As in Algeria, Al-Qaeda affiliated groups have sought to reaffirm themselves in Egypt as IS came under pressure in Iraq and Syria. After having been driven into hiding by Wilayat Sinai four years ago, Al-Qaeda loyal Jund al-Islam has reappeared on the Sinai Peninsula, presenting itself as a challenger to Wilayat Sinai and clashing with the latter’s militants in October 2017. In the Western Desert, a small but operationally capable AQIM affiliated group, Ansar al-Islam, has also emerged, killing 54 members of the police force in an armed ambush that same month.

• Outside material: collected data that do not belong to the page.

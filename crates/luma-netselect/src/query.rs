use crate::error::{Result, SelectError};
use std::fmt;

/// A query as seen by the fan-out layer.
///
/// The query language itself is not interpreted here: the text is
/// trimmed and forwarded to storage nodes together with the evaluation
/// timestamp (Unix nanoseconds).
#[derive(Debug, Clone, PartialEq, Eq)]
pub struct Query {
    text: String,
    timestamp: i64,
    concurrency: usize,
}

impl Query {
    pub fn parse(text: &str, timestamp: i64) -> Result<Self> {
        let text = text.trim().to_string();
        if text.is_empty() {
            return Err(SelectError::bad_param("query", "query must not be empty"));
        }
        Ok(Self {
            text,
            timestamp,
            concurrency: num_cpus::get().max(1),
        })
    }

    /// Parses `text` and evaluates it at the current time.
    pub fn now(text: &str) -> Result<Self> {
        let timestamp = chrono::Utc::now().timestamp_nanos_opt().unwrap_or(i64::MAX);
        Self::parse(text, timestamp)
    }

    pub fn with_concurrency(mut self, concurrency: usize) -> Self {
        self.concurrency = concurrency.max(1);
        self
    }

    pub fn text(&self) -> &str {
        &self.text
    }

    pub fn timestamp(&self) -> i64 {
        self.timestamp
    }

    pub fn concurrency(&self) -> usize {
        self.concurrency
    }
}

/// Canonical form; this is also what goes on the wire.
impl fmt::Display for Query {
    fn fmt(&self, f: &mut fmt::Formatter<'_>) -> fmt::Result {
        f.write_str(&self.text)
    }
}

In addition to the challenge posed by IS and increasingly audacious Al-Qaeda affiliated groups, Egypt has seen several jihadi groups form after the ousting of Morsi and the harsh crackdown on Muslim Brotherhood sympathizers. The most significant among them are Hasm (‘Decisiveness’) and Liwaa al-Thawra (‘Revolution’s Brigade’). Their support base is believed to be Muslim Brotherhood members who came to advocate violence in response to the ouster of Morsi and subsequent repression of islamists of all colours. Both are focused on overthrowing the Egyptian regime rather than global jihad, and have accordingly targeted state symbols on mainland Egypt – Hasm in Central Egypt, Cairo and Giza and Liwaa al-Thawra in Greater Cairo and the Nile Delta.


Although AQIM’s dominance in the country has been re-established, it is unlikely to launch high-profile attacks on Algerian soil, given robust counter-terrorism measures in the country. The group is more likely to attempt to consolidate its presence in Mali and West Africa, as well as in Libya, where its affiliates can operate more freely. Libya is also concerning, because of the regrouping of IS in the country.

Although the Algerian authorities have increased the military presence along the Malian and Libyan borders to prevent infiltration of militants and weapons into Algeria, the weak state capacities of Libya and Mali mean that Algeria still remains vulnerable to the groups. Ultimately, greater regional cooperation to tackle the drivers of radicalisation and violent extremism will be needed to diminish the threat posed by AQIM and IS affiliated groups to Algeria over the longer term.

In Egypt, IS continues to pose a considerable challenge. Despite a massive campaign against Wilayat Sinai by Egyptian security forces, the group maintains significant operational capacity. Although Egypt was not one of the main contributing countries of foreign fighters to IS, the return of battle experienced fighters is a growing source of concern for the authorities, particularly since “returnees” are already suspected of having been involved in terrorist attacks in Egypt. Increased competition with Al-Qaeda affiliated groups could also drive Wilayat Sinai and IS in Egypt to perpetrate more spectacular attacks in the future.

Instead of weakening Wilayat Sinai and IS on the mainland, the government’s heavy-handed approach to tackling violent extremism risks generating increased support for IS and Al-Qaeda affiliated groups, as well as those with more domestically oriented objectives, such as Hasm and Liwaa al-Thawra. Hard security approaches that are unaccompanied by softer measures designed to address the causes of radicalisation, are only likely to push youth vulnerable to radicalization into the arms of Egypt’s numerous jihadi groups, further perpetuating the risks posed to the state by jihadi groups.

Dr. Lisa Watanabe is a Senior Researcher at the Center for Security Studies (CSS) at ETH Zurich.